Fairly simple, indeed. If you go to the site thispersondoesnotexist.com you see a woman's face, for example, click refresh, bingo, another face entirely, from adult male, to adult female, to female child, to female adolescent, on and on. That's it. No text. No ads. What is this all about? And more important, why are tech watchers talking about it?

Looking at the thispersondoesnot exist site, Lilly explained what to expect if you click on the website; it will generate "a new facial image from scratch from a 512 dimensional vector every time you hit the refresh button in your browser."

So, what is this generative adversarial network (GAN) dubbed StyleGAN that SlashGear mentioned?

Rani Horev, LyrnAI, had a useful explanation in the context of images: "Their goal is to synthesize artificial samples, such as images, that are indistinguishable from authentic images. A common example of a GAN application is to generate artificial face images by learning from a dataset of celebrity faces."

All roads lead to a paper on arXiv, authored by the NVIDIA researchers, Tero Karras, Samuli Laine and Timo Aila. The paper is titled, "A Style-Based Generator Architecture for Generative Adversarial Networks." They discussed a "new architecture" for GANs, one that leads to an "automatically learned, unsupervised separation of high-level attributes."

The researchers at NVIDIA released StyleGAN at github.com/NVlabs/stylegan, according to a Facebook post earlier this month.

CNET's Jackson Ryan said, "The neural network is versatile enough that it is not just faces that it can conjure up, but bedrooms, cars and even cats."

Synced talked about this versatility. "Researchers saw impressive results using the new generator to forge images of bedrooms, cars, and cats with the Large-scale Scene Understanding (LSUN) dataset."
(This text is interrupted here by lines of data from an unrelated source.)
//! What a plan run did, step by step.

use std::fmt;

use alloy::dyn_abi::DynSolValue;
use alloy::primitives::{Address, TxHash};
use uuid::Uuid;

use crate::blockchain::Receipt;
use crate::orchestrator::encoding::display_value;
use crate::orchestrator::plan::DeploymentPlan;
use crate::orchestrator::state::{IllegalTransition, StepState};

/// A confirmed transaction.
#[derive(Debug, Clone, PartialEq, Eq)]
pub struct StepResult {
    pub tx_hash: TxHash,
    pub receipt: Receipt,
    /// Set for deployments.
    pub contract_address: Option<Address>,
}

/// What [`Orchestrator::invoke`](crate::orchestrator::Orchestrator::invoke) returns.
#[derive(Debug, Clone, PartialEq)]
pub enum InvokeOutcome {
    Transaction(StepResult),
    Values(Vec<DynSolValue>),
}

#[derive(Debug, Clone, PartialEq)]
pub enum StepOutcome {
    Deployed(StepResult),
    Transaction(StepResult),
    Values(Vec<DynSolValue>),
    Block(u64),
    Attached(Address),
}

#[derive(Debug, Clone, PartialEq)]
pub struct StepRecord {
    pub name: String,
    pub kind: &'static str,
    pub description: String,
    pub state: StepState,
    pub tx_hash: Option<TxHash>,
    pub outcome: Option<StepOutcome>,
    pub error: Option<String>,
}

impl StepRecord {
    pub fn new(name: &str, kind: &'static str, description: String) -> Self {
        Self {
            name: name.to_string(),
            kind,
            description,
            state: StepState::Pending,
            tx_hash: None,
            outcome: None,
            error: None,
        }
    }

    pub fn advance(&mut self, next: StepState) -> Result<(), IllegalTransition> {
        self.state = self.state.transition(next)?;
        Ok(())
    }
}

#[derive(Debug, Clone, PartialEq)]
pub struct ExecutionReport {
    pub run_id: Uuid,
    pub records: Vec<StepRecord>,
}

impl ExecutionReport {
    /// One pending record per step.
    pub fn for_plan(run_id: Uuid, plan: &DeploymentPlan) -> Self {
        Self {
            run_id,
            records: plan
                .steps()
                .iter()
                .map(|s| StepRecord::new(s.name(), s.kind(), s.describe()))
                .collect(),
        }
    }

    pub fn succeeded(&self) -> bool {
        self.records.iter().all(|r| r.state == StepState::Confirmed)
    }

    pub fn record(&self, name: &str) -> Option<&StepRecord> {
        self.records.iter().find(|r| r.name == name)
    }

    pub fn count(&self, state: StepState) -> usize {
        self.records.iter().filter(|r| r.state == state).count()
    }

    pub fn address_of(&self, name: &str) -> Option<Address> {
        match self.record(name)?.outcome.as_ref()? {
            StepOutcome::Deployed(result) => result.contract_address,
            StepOutcome::Attached(address) => Some(*address),
            _ => None,
        }
    }

    pub fn values_of(&self, name: &str) -> Option<&[DynSolValue]> {
        match self.record(name)?.outcome.as_ref()? {
            StepOutcome::Values(values) => Some(values),
            _ => None,
        }
    }

    pub fn block_of(&self, name: &str) -> Option<u64> {
        match self.record(name)?.outcome.as_ref()? {
            StepOutcome::Block(number) => Some(*number),
            _ => None,
        }
    }

    /// Every transaction hash in step order.
    pub fn transactions(&self) -> Vec<TxHash> {
        self.records.iter().filter_map(|r| r.tx_hash).collect()
    }
}

impl fmt::Display for ExecutionReport {
    fn fmt(&self, f: &mut fmt::Formatter<'_>) -> fmt::Result {
        writeln!(
            f,
            "run {}: {}/{} steps confirmed",
            self.run_id,
            self.count(StepState::Confirmed),
            self.records.len()
        )?;
        for record in &self.records {
            write!(
                f,
                "  [{:<9}] {:<6} {} ({})",
                record.state, record.kind, record.name, record.description
            )?;
            match &record.outcome {
                Some(StepOutcome::Deployed(result)) => {
                    if let Some(address) = result.contract_address {
                        write!(f, " at {}", address)?;
                    }
                    write!(f, " tx {}", result.tx_hash)?;
                }
                Some(StepOutcome::Transaction(result)) => write!(f, " tx {}", result.tx_hash)?,
                Some(StepOutcome::Values(values)) => {
                    let rendered: Vec<String> = values.iter().map(display_value).collect();
                    write!(f, " = {}", rendered.join(", "))?;
                }
                Some(StepOutcome::Block(number)) => write!(f, " = block {}", number)?,
                Some(StepOutcome::Attached(address)) => write!(f, " at {}", address)?,
                None => {
                    if let Some(tx_hash) = record.tx_hash {
                        write!(f, " tx {}", tx_hash)?;
                    }
                }
            }
            if let Some(error) = &record.error {
                write!(f, ": {}", error)?;
            }
            writeln!(f)?;
        }
        Ok(())
    }
}
/// Apply a state-changing call at `block`. Errors are revert reasons.
fn execute_write(
    contracts: &mut HashMap<Address, Contract>,
    from: Address,
    to: Address,
    function: &str,
    args: &[DynSolValue],
    block: u64,
) -> Result<(), String> {
    let target = contracts
        .get(&to)
        .cloned()
        .ok_or_else(|| "execution reverted: no code at address".to_string())?;

    match (target, function) {
        (Contract::Token(mut token), "mint") => {
            if from != token.minter {
                return Err("execution reverted: AccessControlUnauthorizedAccount".into());
            }
            let (who, amount) = (address(&args[0])?, uint(&args[1])?);
            *token.balances.entry(who).or_default() += amount;
            let delegatee = token.delegates.get(&who).copied();
            token.move_votes(None, delegatee, amount, block);
            contracts.insert(to, Contract::Token(token));
        }
        (Contract::Token(mut token), "transfer") => {
            let (who, amount) = (address(&args[0])?, uint(&args[1])?);
            if token.balance(from) < amount {
                return Err("execution reverted: ERC20InsufficientBalance".into());
            }
            *token.balances.entry(from).or_default() -= amount;
            *token.balances.entry(who).or_default() += amount;
            let src = token.delegates.get(&from).copied();
            let dst = token.delegates.get(&who).copied();
            token.move_votes(src, dst, amount, block);
            contracts.insert(to, Contract::Token(token));
        }
        (Contract::Token(mut token), "delegate") => {
            let delegatee = address(&args[0])?;
            let old = token.delegates.insert(from, delegatee);
            let balance = token.balance(from);
            token.move_votes(old, Some(delegatee), balance, block);
            contracts.insert(to, Contract::Token(token));
        }
        (Contract::Ballot(mut ballot), "vote") => {
            let (proposal, amount) = (uint(&args[0])?.to::<usize>(), uint(&args[1])?);
            let power = match contracts.get(&ballot.token) {
                Some(Contract::Token(token)) => token.past_votes(from, ballot.target_block, block)?,
                _ => return Err("execution reverted: token missing".into()),
            };
            let spent = ballot.spent.get(&from).copied().unwrap_or_default();
            if power - spent < amount {
                return Err("execution reverted: TokenizedBallot: trying to vote more than allowed".into());
            }
            let entry = ballot
                .proposals
                .get_mut(proposal)
                .ok_or_else(|| "execution reverted: array out-of-bounds access".to_string())?;
            entry.1 += amount;
            ballot.spent.insert(from, spent + amount);
            contracts.insert(to, Contract::Ballot(ballot));
        }
        (_, other) => return Err(format!("execution reverted: unknown function {}", other)),
    }
    Ok(())
}

fn execute_read(
    contracts: &HashMap<Address, Contract>,
    to: Address,
    function: &str,
    args: &[DynSolValue],
    clock: u64,
) -> Result<Vec<DynSolValue>, String> {
    let target = contracts
        .get(&to)
        .ok_or_else(|| "no code at address".to_string())?;
    let values = match (target, function) {
        (Contract::Token(token), "balanceOf") => vec![word(token.balance(address(&args[0])?))],
        (Contract::Token(token), "getVotes") => vec![word(token.votes(address(&args[0])?))],
        (Contract::Token(token), "getPastVotes") => {
            let timepoint = uint(&args[1])?.to::<u64>();
            vec![word(token.past_votes(address(&args[0])?, timepoint, clock)?)]
        }
        (Contract::Token(token), "totalSupply") => {
            vec![word(token.balances.values().copied().sum())]
        }
        (Contract::Ballot(ballot), "proposals") => {
            let index = uint(&args[0])?.to::<usize>();
            let (name, count) = ballot
                .proposals
                .get(index)
                .ok_or_else(|| "execution reverted".to_string())?;
            vec![DynSolValue::FixedBytes(*name, 32), word(*count)]
        }
        (Contract::Ballot(ballot), "winningProposal") => vec![word(U256::from(ballot.winning()))],
        (Contract::Ballot(ballot), "winnerName") => {
            vec![DynSolValue::FixedBytes(ballot.proposals[ballot.winning()].0, 32)]
        }
        (Contract::Ballot(ballot), "targetBlockNumber") => vec![word(U256::from(ballot.target_block))],
        (Contract::Ballot(ballot), "tokenContract") => vec![DynSolValue::Address(ballot.token)],
        (_, other) => return Err(format!("unknown view {}", other)),
    };
    Ok(values)
}

#[async_trait]
impl ChainClient for MockChain {
    async fn deploy_contract(
        &self,
        from: Address,
        artifact: &Artifact,
        constructor_args: &[DynSolValue],
    ) -> BlockchainResult<TxHash> {
        let mut state = self.lock();
        if state.faults.reject_deploy.contains(&artifact.name) {
            return Err(BlockchainError::Rpc("insufficient funds for gas * price + value".into()));
        }
        let nonce = Self::next_nonce(&mut state, from);
        let tx_hash = Self::next_hash(&mut state);
        state.events.push(Event::Deploy {
            artifact: artifact.name.clone(),
            args: constructor_args.to_vec(),
            tx_hash,
        });
        state.pending.insert(
            tx_hash,
            PendingTx {
                from,
                kind: TxKind::Deploy {
                    artifact: artifact.name.clone(),
                    args: constructor_args.to_vec(),
                    address: from.create(nonce),
                },
            },
        );
        Ok(tx_hash)
    }

    async fn call(
        &self,
        to: Address,
        function: &Function,
        args: &[DynSolValue],
    ) -> BlockchainResult<Vec<DynSolValue>> {
        let mut state = self.lock();
        state.events.push(Event::Call {
            function: function.name.clone(),
        });
        let clock = state.block + 1;
        execute_read(&state.contracts, to, &function.name, args, clock).map_err(BlockchainError::Reverted)
    }

    async fn send_transaction(
        &self,
        from: Address,
        to: Address,
        function: &Function,
        args: &[DynSolValue],
    ) -> BlockchainResult<TxHash> {
        let mut state = self.lock();
        // Simulate like eth_estimateGas: a call that would revert never gets a hash
        let mut scratch = state.contracts.clone();
        let next_block = state.block + 1;
        execute_write(&mut scratch, from, to, &function.name, args, next_block)
            .map_err(BlockchainError::Reverted)?;

        Self::next_nonce(&mut state, from);
        let tx_hash = Self::next_hash(&mut state);
        state.events.push(Event::Send {
            function: function.name.clone(),
            from,
            tx_hash,
        });
        state.pending.insert(
            tx_hash,
            PendingTx {
                from,
                kind: TxKind::Call {
                    to,
                    function: function.name.clone(),
                    args: args.to_vec(),
                },
            },
        );
        Ok(tx_hash)
    }

    async fn wait_for_receipt(&self, tx_hash: TxHash) -> BlockchainResult<Receipt> {
        let mut state = self.lock();
        if let Some(receipt) = state.receipts.get(&tx_hash) {
            return Ok(receipt.clone());
        }
        if state.faults.stall_confirmations {
            return Err(BlockchainError::ConfirmationTimeout {
                tx_hash,
                waited_secs: 300,
            });
        }
        let pending = state
            .pending
            .remove(&tx_hash)
            .ok_or_else(|| BlockchainError::Rpc(format!("unknown transaction {}", tx_hash)))?;

        state.block += 1;
        let block = state.block;
        let mut receipt = Receipt {
            tx_hash,
            block_number: Some(block),
            contract_address: None,
            success: true,
            gas_used: 50_000,
        };

        match pending.kind {
            TxKind::Deploy {
                artifact,
                args,
                address,
            } => {
                if state.faults.revert_deploy.contains(&artifact) {
                    receipt.success = false;
                } else {
                    match construct(&artifact, pending.from, &args) {
                        Ok(contract) => {
                            state.contracts.insert(address, contract);
                            if !state.faults.no_address.contains(&artifact) {
                                receipt.contract_address = Some(address);
                            }
                        }
                        Err(_) => receipt.success = false,
                    }
                }
            }
            TxKind::Call { to, function, args } => {
                let from = pending.from;
                if execute_write(&mut state.contracts, from, to, &function, &args, block).is_err() {
                    receipt.success = false;
                }
            }
        }

        state.events.push(Event::Mined { tx_hash, block });
        state.receipts.insert(tx_hash, receipt.clone());
        Ok(receipt)
    }

    async fn get_block_number(&self) -> BlockchainResult<u64> {
        let mut state = self.lock();
        if state.faults.block_number_down {
            return Err(BlockchainError::Rpc("connection refused".into()));
        }
        let block = state.block;
        state.events.push(Event::BlockNumber(block));
        Ok(block)
    }
}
Jesus Diaz in Fast Company, using an example of casts, offered a useful snapshot of StyleGAN as a generative adversarial network. "It's made up of two algorithms: The first generates cats based on its training on thousands of cat images, while the second evaluates the synthetic images and compares them to the real photos. Then, the second AI gives feedback to the first on its work–until it finally manages to create consistently believable portraits."
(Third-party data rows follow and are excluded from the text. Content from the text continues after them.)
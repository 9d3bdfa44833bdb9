//! Configuration management subsystem.
//!
//! # Data Flow
//! ```text
//! config file (TOML, optional)
//!     → loader.rs (parse & deserialize)
//!     → validation.rs (semantic checks)
//!     → DeployerConfig (validated, immutable)
//!     → credentials.rs (API key + private keys from the environment)
//!     → handed explicitly to the chain client and orchestrator
//! ```
//!
//! # Design Decisions
//! - All fields have defaults to allow minimal configs
//! - Validation separates syntactic (serde) from semantic checks
//! - Secrets never live in the config file, only their variable names

pub mod credentials;
pub mod loader;
pub mod schema;
pub mod validation;

pub use credentials::{AccountKey, Credentials};
pub use loader::{load_config, ConfigError};
pub use schema::{AccountsConfig, ArtifactsConfig, DeployerConfig, NetworkConfig, ObservabilityConfig};
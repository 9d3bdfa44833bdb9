//! Ballot deployment, voting and results.

use alloy::dyn_abi::DynSolValue;
use alloy::primitives::{Address, U256};

use crate::orchestrator::encoding::bytes32_from_text;
use crate::orchestrator::{Arg, DeploymentPlan, OrchestratorError, Step};
use crate::workflows::{signed_by, Contracts};

/// Token, snapshot block, then a ballot over `proposals`.
///
/// The snapshot is taken after the token is confirmed so the ballot counts
/// voting power as of that block.
pub fn deploy_plan(contracts: &Contracts, proposals: &[String]) -> Result<DeploymentPlan, OrchestratorError> {
    if proposals.is_empty() {
        return Err(OrchestratorError::Configuration(
            "Proposals not provided".to_string(),
        ));
    }
    Ok(DeploymentPlan::new()
        .then(Step::deploy("token", &contracts.token, vec![]))
        .then(Step::capture_block("snapshot"))
        .then(ballot_step(contracts, proposals)?))
}

/// Proposal names are always UTF-8 text right-padded to `bytes32`, even
/// when they look like hex.
fn ballot_step(contracts: &Contracts, proposals: &[String]) -> Result<Step, OrchestratorError> {
    let names = proposals
        .iter()
        .map(|p| {
            bytes32_from_text(p)
                .map(|word| Arg::Value(DynSolValue::FixedBytes(word, 32)))
                .map_err(|e| OrchestratorError::Configuration(format!("invalid proposal name: {}", e)))
        })
        .collect::<Result<Vec<_>, _>>()?;
    Ok(Step::deploy(
        "ballot",
        &contracts.ballot,
        vec![Arg::List(names), Arg::step("token"), Arg::step("snapshot")],
    ))
}

/// The whole voting lifecycle on a fresh deployment.
///
/// Every voter gets `amount` tokens and delegates to itself before the
/// snapshot. Voter `i` then spends half its power on proposal `i % n`.
pub fn demo_plan(
    contracts: &Contracts,
    proposals: &[String],
    voters: &[String],
    amount: U256,
) -> Result<DeploymentPlan, OrchestratorError> {
    if proposals.is_empty() {
        return Err(OrchestratorError::Configuration(
            "Proposals not provided".to_string(),
        ));
    }
    if voters.is_empty() {
        return Err(OrchestratorError::Configuration(
            "at least one voter is required".to_string(),
        ));
    }

    let mut plan = DeploymentPlan::new().then(Step::deploy("token", &contracts.token, vec![]));
    for voter in voters {
        plan.push(Step::write(
            &format!("mint_{}", voter),
            "token",
            "mint",
            vec![Arg::account(voter), uint(amount)],
        ));
    }
    for voter in voters {
        plan.push(
            Step::write(
                &format!("delegate_{}", voter),
                "token",
                "delegate",
                vec![Arg::account(voter)],
            )
            .from_account(voter),
        );
        plan.push(Step::read(
            &format!("power_{}", voter),
            "token",
            "getVotes",
            vec![Arg::account(voter)],
        ));
    }

    plan.push(Step::capture_block("snapshot"));
    plan.push(ballot_step(contracts, proposals)?);

    let share = amount / U256::from(2u8);
    for (i, voter) in voters.iter().enumerate() {
        let proposal = U256::from(i % proposals.len());
        plan.push(
            Step::write(
                &format!("vote_{}", voter),
                "ballot",
                "vote",
                vec![uint(proposal), uint(share)],
            )
            .from_account(voter),
        );
    }

    Ok(plan
        .then(Step::read("winningProposal", "ballot", "winningProposal", vec![]))
        .then(Step::read("winnerName", "ballot", "winnerName", vec![])))
}

/// Vote on an existing ballot and read the proposal back.
pub fn vote_plan(
    contracts: &Contracts,
    ballot: Address,
    proposal: u64,
    amount: &str,
    from: Option<&str>,
) -> DeploymentPlan {
    let vote = Step::write(
        "vote",
        "ballot",
        "vote",
        vec![uint(U256::from(proposal)), Arg::literal(amount)],
    );
    DeploymentPlan::new()
        .then(Step::attach("ballot", &contracts.ballot, ballot))
        .then(signed_by(vote, from))
        .then(Step::read(
            "proposal",
            "ballot",
            "proposals",
            vec![uint(U256::from(proposal))],
        ))
}

/// Winner plus the tally of the first `proposal_count` proposals.
pub fn results_plan(contracts: &Contracts, ballot: Address, proposal_count: u64) -> DeploymentPlan {
    let mut plan = DeploymentPlan::new()
        .then(Step::attach("ballot", &contracts.ballot, ballot))
        .then(Step::read("winningProposal", "ballot", "winningProposal", vec![]))
        .then(Step::read("winnerName", "ballot", "winnerName", vec![]));
    for i in 0..proposal_count {
        plan.push(Step::read(
            &format!("proposal_{}", i),
            "ballot",
            "proposals",
            vec![uint(U256::from(i))],
        ));
    }
    plan
}

fn uint(value: U256) -> Arg {
    Arg::Value(DynSolValue::Uint(value, 256))
}

#[cfg(test)]
mod tests {
    use super::*;
    use crate::orchestrator::InvokeMode;

    fn names(plan: &DeploymentPlan) -> Vec<&str> {
        plan.steps().iter().map(Step::name).collect()
    }

    #[test]
    fn test_deploy_requires_proposals() {
        let err = deploy_plan(&Contracts::default(), &[]).unwrap_err();
        assert_eq!(err.to_string(), "configuration error: Proposals not provided");
    }

    #[test]
    fn test_deploy_order() {
        let proposals = vec!["Cats".to_string(), "Dogs".to_string()];
        let plan = deploy_plan(&Contracts::default(), &proposals).unwrap();
        assert_eq!(names(&plan), ["token", "snapshot", "ballot"]);
        match &plan.steps()[2] {
            Step::Deploy { artifact, args, .. } => {
                assert_eq!(artifact, "TokenizedBallot");
                assert_eq!(args[1], Arg::step("token"));
                assert_eq!(args[2], Arg::step("snapshot"));
                assert!(matches!(&args[0], Arg::List(items) if items.len() == 2));
            }
            other => panic!("unexpected step {:?}", other),
        }
    }

    #[test]
    fn test_proposal_names_are_text_even_when_hex_like() {
        let proposals = vec!["0xCAFE".to_string(), "0x".to_string() + &"ab".repeat(15)];
        let plan = deploy_plan(&Contracts::default(), &proposals).unwrap();
        match &plan.steps()[2].args()[0] {
            Arg::List(items) => {
                assert_eq!(
                    items[0],
                    Arg::Value(DynSolValue::FixedBytes(bytes32_from_text("0xCAFE").unwrap(), 32))
                );
                match &items[1] {
                    Arg::Value(DynSolValue::FixedBytes(word, 32)) => {
                        assert_eq!(&word[..32], proposals[1].as_bytes());
                    }
                    other => panic!("unexpected proposal {:?}", other),
                }
            }
            other => panic!("unexpected proposals {:?}", other),
        }
    }

    #[test]
    fn test_overlong_proposal_name_rejected() {
        let proposals = vec!["x".repeat(33)];
        let err = deploy_plan(&Contracts::default(), &proposals).unwrap_err();
        assert!(matches!(err, OrchestratorError::Configuration(_)));
        assert!(err.to_string().contains("33 bytes"));

        let voters = vec!["alice".to_string()];
        let err = demo_plan(&Contracts::default(), &proposals, &voters, U256::from(10u64)).unwrap_err();
        assert!(matches!(err, OrchestratorError::Configuration(_)));
    }

    #[test]
    fn test_demo_snapshot_after_delegation() {
        let proposals = vec!["A".to_string(), "B".to_string()];
        let voters = vec!["alice".to_string(), "bob".to_string(), "carol".to_string()];
        let plan = demo_plan(&Contracts::default(), &proposals, &voters, U256::from(100u64)).unwrap();
        let order = names(&plan);

        let snapshot = order.iter().position(|n| *n == "snapshot").unwrap();
        let last_delegate = order.iter().rposition(|n| n.starts_with("delegate_")).unwrap();
        let first_vote = order.iter().position(|n| n.starts_with("vote_")).unwrap();
        assert!(last_delegate < snapshot);
        assert!(snapshot < first_vote);
        assert_eq!(order.last(), Some(&"winnerName"));

        match &plan.steps()[first_vote + 2] {
            Step::Invoke { args, from, mode, .. } => {
                assert_eq!(*mode, InvokeMode::Write);
                assert_eq!(from.as_deref(), Some("carol"));
                assert_eq!(args[0], uint(U256::ZERO));
                assert_eq!(args[1], uint(U256::from(50u64)));
            }
            other => panic!("unexpected step {:?}", other),
        }
    }

    #[test]
    fn test_results_reads_every_proposal() {
        let plan = results_plan(&Contracts::default(), Address::repeat_byte(1), 3);
        assert_eq!(plan.len(), 6);
        assert!(plan.steps()[1..].iter().all(|s| s.kind() == "read"));
    }

    #[test]
    fn test_vote_sender() {
        let plan = vote_plan(&Contracts::default(), Address::repeat_byte(1), 1, "10", Some("voter"));
        assert_eq!(plan.steps()[1].sender(), Some("voter"));
    }
}
//! Orchestrator error taxonomy.

use std::fmt;

use alloy::primitives::TxHash;
use thiserror::Error;

use crate::blockchain::BlockchainError;
use crate::orchestrator::plan::{PlanIssue, Reference};
use crate::orchestrator::report::ExecutionReport;
use crate::orchestrator::state::IllegalTransition;

/// Why a step (or the whole plan) could not complete.
#[derive(Debug, Error)]
pub enum OrchestratorError {
    /// Missing credentials, unknown account, unreadable artifact and the like.
    #[error("configuration error: {0}")]
    Configuration(String),

    /// A state-changing call was rejected by the node or reverted.
    #[error("transaction {call} failed: {source}")]
    Submission {
        call: String,
        #[source]
        source: BlockchainError,
    },

    /// No receipt arrived inside the confirmation window.
    #[error("transaction {tx_hash} not confirmed after {waited_secs}s")]
    ConfirmationTimeout { tx_hash: TxHash, waited_secs: u64 },

    #[error("unresolved reference {0}")]
    UnresolvedReference(Reference),

    /// Contract creation was rejected, reverted, or produced no address.
    #[error("deployment of {artifact} failed: {reason}")]
    Deployment { artifact: String, reason: String },

    /// A read-only call failed.
    #[error("query {call} failed: {source}")]
    Query {
        call: String,
        #[source]
        source: BlockchainError,
    },

    /// An argument could not be converted to its parameter type.
    #[error("ABI error: {0}")]
    Abi(String),

    /// Static validation failed; nothing was sent.
    #[error("invalid plan: {}", join_issues(.0))]
    InvalidPlan(Vec<PlanIssue>),

    #[error(transparent)]
    State(#[from] IllegalTransition),
}

fn join_issues(issues: &[PlanIssue]) -> String {
    issues
        .iter()
        .map(ToString::to_string)
        .collect::<Vec<_>>()
        .join("; ")
}

impl OrchestratorError {
    /// Short label for metrics and logs.
    pub fn kind(&self) -> &'static str {
        match self {
            OrchestratorError::Configuration(_) => "configuration",
            OrchestratorError::Submission { .. } => "submission",
            OrchestratorError::ConfirmationTimeout { .. } => "confirmation_timeout",
            OrchestratorError::UnresolvedReference(_) => "unresolved_reference",
            OrchestratorError::Deployment { .. } => "deployment",
            OrchestratorError::Query { .. } => "query",
            OrchestratorError::Abi(_) => "abi",
            OrchestratorError::InvalidPlan(_) => "invalid_plan",
            OrchestratorError::State(_) => "state",
        }
    }
}

/// A plan that stopped early, with everything recorded up to that point.
#[derive(Debug)]
pub struct PlanFailure {
    /// The step that failed; `None` when validation rejected the plan.
    pub step: Option<String>,
    pub error: OrchestratorError,
    pub report: ExecutionReport,
}

impl fmt::Display for PlanFailure {
    fn fmt(&self, f: &mut fmt::Formatter<'_>) -> fmt::Result {
        match &self.step {
            Some(step) => write!(f, "step '{}' failed: {}", step, self.error),
            None => write!(f, "{}", self.error),
        }
    }
}

impl std::error::Error for PlanFailure {
    fn source(&self) -> Option<&(dyn std::error::Error + 'static)> {
        Some(&self.error)
    }
}
//! Per-step lifecycle.
//!
//! ```text
//! Pending ──▶ Submitted ──▶ Confirmed
//!    │            │
//!    │            └──────▶ Failed
//!    ├──▶ Confirmed        (reads, block captures, attaches)
//!    ├──▶ Failed
//!    └──▶ Skipped          (an earlier step failed)
//! ```

use std::fmt;

use thiserror::Error;

#[derive(Debug, Clone, Copy, PartialEq, Eq)]
pub enum StepState {
    Pending,
    /// Transaction broadcast, hash known, no receipt yet.
    Submitted,
    Confirmed,
    Failed,
    /// Never attempted because the plan aborted earlier.
    Skipped,
}

#[derive(Debug, Clone, PartialEq, Eq, Error)]
#[error("illegal step transition {from} -> {to}")]
pub struct IllegalTransition {
    pub from: StepState,
    pub to: StepState,
}

impl StepState {
    pub fn can_transition(self, next: StepState) -> bool {
        use StepState::*;
        matches!(
            (self, next),
            (Pending, Submitted | Confirmed | Failed | Skipped) | (Submitted, Confirmed | Failed)
        )
    }

    pub fn transition(self, next: StepState) -> Result<StepState, IllegalTransition> {
        if self.can_transition(next) {
            Ok(next)
        } else {
            Err(IllegalTransition {
                from: self,
                to: next,
            })
        }
    }

    pub fn is_terminal(self) -> bool {
        matches!(
            self,
            StepState::Confirmed | StepState::Failed | StepState::Skipped
        )
    }

    pub fn as_str(self) -> &'static str {
        match self {
            StepState::Pending => "pending",
            StepState::Submitted => "submitted",
            StepState::Confirmed => "confirmed",
            StepState::Failed => "failed",
            StepState::Skipped => "skipped",
        }
    }
}

impl fmt::Display for StepState {
    fn fmt(&self, f: &mut fmt::Formatter<'_>) -> fmt::Result {
        f.pad(self.as_str())
    }
}
//! Resilience helpers for talking to a remote node.
//!
//! # Data Flow
//! ```text
//! Waiting for a receipt:
//!     → backoff.rs (capped, jittered delay between polls)
//!     → tokio::time::timeout around the whole wait (hard confirmation bound)
//! ```
//!
//! # Design Decisions
//! - Every external call has a deadline
//! - No automatic re-submission: a failed transaction aborts the plan

pub mod backoff;

pub use backoff::{calculate_backoff, PollSchedule};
Diaz noted the paper's authors said a combination of technologies were used to "eliminate noise that is irrelevant for the new synthetic face–for instance, distinguishing a bow on a cat's head and discarding it as superfluous."

Jessica Miley in Interesting Engineering: "Eventually, these GAN's are hoped to be able to be used to develop full virtual worlds using automated methods instead of hard coding."